--- The task ---
Your answer should consist of every line in the records that holds "hint".

----- Records to process

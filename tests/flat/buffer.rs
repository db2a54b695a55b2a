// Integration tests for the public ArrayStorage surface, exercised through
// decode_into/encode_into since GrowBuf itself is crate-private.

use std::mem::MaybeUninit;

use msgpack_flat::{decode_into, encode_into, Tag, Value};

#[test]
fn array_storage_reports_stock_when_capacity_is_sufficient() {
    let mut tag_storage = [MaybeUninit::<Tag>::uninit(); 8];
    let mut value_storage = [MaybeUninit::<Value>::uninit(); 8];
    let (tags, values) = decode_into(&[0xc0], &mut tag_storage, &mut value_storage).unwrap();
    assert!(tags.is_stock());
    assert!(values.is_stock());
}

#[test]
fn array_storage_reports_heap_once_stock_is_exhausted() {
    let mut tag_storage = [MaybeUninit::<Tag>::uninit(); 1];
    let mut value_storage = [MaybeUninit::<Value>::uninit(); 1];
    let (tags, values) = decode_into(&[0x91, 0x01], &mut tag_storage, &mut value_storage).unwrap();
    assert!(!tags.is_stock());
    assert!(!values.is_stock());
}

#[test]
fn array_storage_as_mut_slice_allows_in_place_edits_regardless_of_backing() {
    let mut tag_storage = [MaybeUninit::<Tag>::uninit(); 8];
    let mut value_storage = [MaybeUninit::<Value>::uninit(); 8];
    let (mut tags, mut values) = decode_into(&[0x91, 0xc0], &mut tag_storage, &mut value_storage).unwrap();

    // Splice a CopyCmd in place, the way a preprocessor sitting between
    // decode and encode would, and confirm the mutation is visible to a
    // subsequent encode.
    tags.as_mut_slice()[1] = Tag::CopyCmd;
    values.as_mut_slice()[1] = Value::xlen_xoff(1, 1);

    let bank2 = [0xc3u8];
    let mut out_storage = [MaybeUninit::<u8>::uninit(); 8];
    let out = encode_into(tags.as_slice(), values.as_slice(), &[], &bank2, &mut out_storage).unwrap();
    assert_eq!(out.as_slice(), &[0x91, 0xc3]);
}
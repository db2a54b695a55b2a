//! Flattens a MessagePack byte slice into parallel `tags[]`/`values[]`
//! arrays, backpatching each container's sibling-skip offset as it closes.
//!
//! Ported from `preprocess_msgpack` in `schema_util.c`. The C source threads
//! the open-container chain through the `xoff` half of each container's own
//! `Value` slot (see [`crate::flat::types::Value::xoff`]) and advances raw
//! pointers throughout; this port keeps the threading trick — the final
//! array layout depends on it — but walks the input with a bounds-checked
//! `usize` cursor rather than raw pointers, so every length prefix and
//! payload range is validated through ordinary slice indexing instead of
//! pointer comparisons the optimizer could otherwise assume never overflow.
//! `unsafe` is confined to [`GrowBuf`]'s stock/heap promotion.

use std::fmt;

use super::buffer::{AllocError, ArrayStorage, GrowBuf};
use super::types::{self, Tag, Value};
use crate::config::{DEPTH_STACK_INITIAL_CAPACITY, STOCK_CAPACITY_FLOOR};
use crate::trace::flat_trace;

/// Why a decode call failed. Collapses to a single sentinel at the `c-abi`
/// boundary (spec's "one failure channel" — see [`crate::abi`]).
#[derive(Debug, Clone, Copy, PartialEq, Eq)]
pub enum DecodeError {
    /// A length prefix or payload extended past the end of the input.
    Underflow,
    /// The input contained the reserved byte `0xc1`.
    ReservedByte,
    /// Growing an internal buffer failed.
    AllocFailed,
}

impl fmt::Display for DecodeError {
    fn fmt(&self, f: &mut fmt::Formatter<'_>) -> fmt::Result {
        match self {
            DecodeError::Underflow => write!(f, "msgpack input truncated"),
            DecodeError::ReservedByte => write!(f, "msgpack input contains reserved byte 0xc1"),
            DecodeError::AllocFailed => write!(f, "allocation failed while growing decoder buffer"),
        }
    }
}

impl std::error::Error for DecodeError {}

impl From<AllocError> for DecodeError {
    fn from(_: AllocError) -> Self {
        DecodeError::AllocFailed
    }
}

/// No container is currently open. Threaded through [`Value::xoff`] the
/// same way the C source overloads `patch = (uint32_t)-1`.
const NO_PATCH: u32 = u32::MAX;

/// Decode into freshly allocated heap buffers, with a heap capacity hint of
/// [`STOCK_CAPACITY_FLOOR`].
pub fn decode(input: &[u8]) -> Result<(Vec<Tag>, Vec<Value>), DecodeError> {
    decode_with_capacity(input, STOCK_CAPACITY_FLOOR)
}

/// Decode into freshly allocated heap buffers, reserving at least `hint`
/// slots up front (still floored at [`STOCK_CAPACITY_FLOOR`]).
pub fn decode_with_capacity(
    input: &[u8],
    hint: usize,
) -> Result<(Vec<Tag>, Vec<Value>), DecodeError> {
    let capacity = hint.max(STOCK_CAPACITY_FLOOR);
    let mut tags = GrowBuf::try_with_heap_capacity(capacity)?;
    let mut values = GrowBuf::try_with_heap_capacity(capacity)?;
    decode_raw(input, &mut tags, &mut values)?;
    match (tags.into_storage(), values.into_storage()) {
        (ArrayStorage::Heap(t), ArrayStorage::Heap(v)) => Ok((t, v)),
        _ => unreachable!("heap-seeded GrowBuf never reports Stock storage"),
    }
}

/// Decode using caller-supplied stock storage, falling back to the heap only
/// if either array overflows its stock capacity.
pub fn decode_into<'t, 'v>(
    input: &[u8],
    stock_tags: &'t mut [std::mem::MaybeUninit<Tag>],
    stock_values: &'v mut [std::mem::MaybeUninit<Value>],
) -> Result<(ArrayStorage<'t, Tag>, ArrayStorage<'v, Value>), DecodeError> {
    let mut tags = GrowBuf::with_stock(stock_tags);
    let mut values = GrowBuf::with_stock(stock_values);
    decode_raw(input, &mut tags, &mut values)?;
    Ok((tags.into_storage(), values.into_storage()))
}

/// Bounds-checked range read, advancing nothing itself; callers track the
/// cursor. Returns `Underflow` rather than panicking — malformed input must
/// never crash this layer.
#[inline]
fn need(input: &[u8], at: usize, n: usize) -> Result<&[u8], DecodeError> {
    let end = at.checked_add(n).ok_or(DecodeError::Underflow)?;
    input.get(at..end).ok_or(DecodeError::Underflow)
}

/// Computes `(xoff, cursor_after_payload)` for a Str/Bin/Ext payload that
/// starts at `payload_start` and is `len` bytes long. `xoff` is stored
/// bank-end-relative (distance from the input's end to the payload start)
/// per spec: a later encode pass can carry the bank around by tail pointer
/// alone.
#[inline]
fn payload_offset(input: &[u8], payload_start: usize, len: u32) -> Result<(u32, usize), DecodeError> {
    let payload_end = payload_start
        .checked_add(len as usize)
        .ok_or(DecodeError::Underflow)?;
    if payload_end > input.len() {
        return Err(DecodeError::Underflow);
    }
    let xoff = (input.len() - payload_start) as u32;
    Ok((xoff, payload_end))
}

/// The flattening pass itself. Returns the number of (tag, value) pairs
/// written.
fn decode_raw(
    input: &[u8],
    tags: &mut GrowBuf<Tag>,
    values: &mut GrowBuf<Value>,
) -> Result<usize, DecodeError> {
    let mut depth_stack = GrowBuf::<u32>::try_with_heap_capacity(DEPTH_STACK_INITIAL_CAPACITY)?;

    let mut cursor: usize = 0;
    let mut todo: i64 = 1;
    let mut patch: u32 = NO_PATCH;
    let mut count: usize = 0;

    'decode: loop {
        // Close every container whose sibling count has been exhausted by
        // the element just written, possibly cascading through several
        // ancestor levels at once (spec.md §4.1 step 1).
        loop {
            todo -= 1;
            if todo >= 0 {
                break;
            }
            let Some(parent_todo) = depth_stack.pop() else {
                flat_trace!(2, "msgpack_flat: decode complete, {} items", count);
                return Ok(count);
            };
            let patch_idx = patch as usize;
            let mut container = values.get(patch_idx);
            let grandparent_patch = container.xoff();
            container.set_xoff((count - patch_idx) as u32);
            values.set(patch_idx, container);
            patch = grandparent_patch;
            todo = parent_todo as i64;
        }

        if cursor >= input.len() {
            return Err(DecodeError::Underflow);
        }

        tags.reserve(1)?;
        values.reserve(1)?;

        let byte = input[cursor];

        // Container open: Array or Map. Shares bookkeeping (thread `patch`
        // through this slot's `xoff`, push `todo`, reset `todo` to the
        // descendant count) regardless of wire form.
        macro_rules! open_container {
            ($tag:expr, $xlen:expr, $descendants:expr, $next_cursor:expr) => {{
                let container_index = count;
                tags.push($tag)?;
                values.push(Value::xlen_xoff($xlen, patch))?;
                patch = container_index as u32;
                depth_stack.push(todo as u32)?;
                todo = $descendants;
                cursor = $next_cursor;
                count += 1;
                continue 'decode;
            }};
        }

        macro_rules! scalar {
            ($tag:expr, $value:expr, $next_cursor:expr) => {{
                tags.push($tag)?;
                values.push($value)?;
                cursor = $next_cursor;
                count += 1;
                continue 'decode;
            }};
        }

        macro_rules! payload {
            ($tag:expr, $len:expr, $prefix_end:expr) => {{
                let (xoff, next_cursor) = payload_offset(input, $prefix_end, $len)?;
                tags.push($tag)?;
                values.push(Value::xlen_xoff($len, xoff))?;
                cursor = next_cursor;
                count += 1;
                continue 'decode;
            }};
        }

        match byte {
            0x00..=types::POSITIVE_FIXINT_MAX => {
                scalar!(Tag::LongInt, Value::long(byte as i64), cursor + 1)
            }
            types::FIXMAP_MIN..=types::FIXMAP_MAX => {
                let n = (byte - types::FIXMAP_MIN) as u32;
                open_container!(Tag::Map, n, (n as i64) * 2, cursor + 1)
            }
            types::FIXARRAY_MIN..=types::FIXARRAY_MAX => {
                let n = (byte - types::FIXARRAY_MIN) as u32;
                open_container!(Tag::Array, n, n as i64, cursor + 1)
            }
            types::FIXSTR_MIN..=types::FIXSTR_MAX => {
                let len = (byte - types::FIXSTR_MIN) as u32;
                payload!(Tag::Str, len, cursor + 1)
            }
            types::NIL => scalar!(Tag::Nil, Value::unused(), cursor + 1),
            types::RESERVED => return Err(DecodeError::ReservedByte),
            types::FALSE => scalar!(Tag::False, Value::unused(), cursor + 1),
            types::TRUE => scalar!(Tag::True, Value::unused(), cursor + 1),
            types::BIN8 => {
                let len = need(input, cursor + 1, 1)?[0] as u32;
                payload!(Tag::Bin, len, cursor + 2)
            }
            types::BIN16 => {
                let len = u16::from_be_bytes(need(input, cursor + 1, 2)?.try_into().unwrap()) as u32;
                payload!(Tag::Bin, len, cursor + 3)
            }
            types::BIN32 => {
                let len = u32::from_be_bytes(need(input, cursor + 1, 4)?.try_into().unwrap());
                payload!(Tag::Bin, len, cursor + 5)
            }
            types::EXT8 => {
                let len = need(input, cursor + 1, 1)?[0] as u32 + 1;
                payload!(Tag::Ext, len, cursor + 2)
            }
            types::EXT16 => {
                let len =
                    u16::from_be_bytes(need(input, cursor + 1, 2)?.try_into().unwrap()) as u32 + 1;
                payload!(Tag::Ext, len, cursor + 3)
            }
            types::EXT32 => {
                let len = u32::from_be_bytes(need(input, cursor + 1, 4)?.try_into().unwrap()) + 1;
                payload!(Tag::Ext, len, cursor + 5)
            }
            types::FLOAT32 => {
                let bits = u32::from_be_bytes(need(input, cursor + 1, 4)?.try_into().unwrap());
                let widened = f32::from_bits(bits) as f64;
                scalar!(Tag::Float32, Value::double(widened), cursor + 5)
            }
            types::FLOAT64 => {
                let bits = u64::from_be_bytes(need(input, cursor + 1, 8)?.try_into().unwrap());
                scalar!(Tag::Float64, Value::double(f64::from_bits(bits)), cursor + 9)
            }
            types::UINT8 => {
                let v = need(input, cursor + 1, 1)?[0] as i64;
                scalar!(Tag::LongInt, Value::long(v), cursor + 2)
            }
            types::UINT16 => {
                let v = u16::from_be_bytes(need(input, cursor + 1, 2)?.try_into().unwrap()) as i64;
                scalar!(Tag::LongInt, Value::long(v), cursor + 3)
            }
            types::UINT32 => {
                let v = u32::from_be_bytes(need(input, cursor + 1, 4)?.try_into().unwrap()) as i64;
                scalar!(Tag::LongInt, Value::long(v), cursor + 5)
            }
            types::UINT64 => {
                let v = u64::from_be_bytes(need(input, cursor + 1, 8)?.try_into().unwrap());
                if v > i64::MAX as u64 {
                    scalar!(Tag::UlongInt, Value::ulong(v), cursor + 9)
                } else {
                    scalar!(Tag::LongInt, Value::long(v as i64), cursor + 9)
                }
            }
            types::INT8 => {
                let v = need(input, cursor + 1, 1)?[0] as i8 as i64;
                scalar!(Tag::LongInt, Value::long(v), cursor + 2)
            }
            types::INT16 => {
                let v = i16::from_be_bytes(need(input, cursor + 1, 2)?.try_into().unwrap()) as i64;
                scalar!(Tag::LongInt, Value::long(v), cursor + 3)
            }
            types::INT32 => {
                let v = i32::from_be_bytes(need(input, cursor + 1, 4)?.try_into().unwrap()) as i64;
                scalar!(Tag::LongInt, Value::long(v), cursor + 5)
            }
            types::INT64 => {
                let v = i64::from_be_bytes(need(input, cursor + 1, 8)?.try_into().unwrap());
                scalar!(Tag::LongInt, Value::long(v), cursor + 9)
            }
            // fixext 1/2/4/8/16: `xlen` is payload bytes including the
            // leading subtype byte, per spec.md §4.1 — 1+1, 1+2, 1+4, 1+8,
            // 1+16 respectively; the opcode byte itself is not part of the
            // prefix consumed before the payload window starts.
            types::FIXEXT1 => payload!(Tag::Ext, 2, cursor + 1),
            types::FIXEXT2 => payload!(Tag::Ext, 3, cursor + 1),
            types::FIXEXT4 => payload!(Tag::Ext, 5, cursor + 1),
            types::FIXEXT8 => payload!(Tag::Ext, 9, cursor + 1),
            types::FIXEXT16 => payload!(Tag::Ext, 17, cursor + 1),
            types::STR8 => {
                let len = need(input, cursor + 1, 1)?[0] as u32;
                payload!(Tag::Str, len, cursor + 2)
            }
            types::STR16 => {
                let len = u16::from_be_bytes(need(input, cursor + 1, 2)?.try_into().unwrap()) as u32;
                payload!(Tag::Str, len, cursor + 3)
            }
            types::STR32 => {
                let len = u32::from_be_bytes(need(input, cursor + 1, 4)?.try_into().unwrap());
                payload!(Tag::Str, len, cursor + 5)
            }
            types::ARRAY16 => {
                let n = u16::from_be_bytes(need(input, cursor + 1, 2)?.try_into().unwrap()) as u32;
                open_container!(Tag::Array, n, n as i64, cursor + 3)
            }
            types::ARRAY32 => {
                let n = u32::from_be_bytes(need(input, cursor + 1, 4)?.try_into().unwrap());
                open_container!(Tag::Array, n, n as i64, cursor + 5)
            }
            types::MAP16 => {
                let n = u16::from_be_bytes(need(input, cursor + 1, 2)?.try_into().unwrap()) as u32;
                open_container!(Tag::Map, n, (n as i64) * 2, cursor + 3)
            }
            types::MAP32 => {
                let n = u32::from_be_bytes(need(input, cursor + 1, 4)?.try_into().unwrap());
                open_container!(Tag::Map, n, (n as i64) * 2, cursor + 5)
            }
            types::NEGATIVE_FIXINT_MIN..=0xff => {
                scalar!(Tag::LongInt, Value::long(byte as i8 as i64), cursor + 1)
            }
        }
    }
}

----------

--- Response area ---
/// Decode into freshly allocated heap buffers, with a heap capacity hint of
/// Decode into freshly allocated heap buffers, reserving at least `hint`
    hint: usize,
    let capacity = hint.max(STOCK_CAPACITY_FLOOR);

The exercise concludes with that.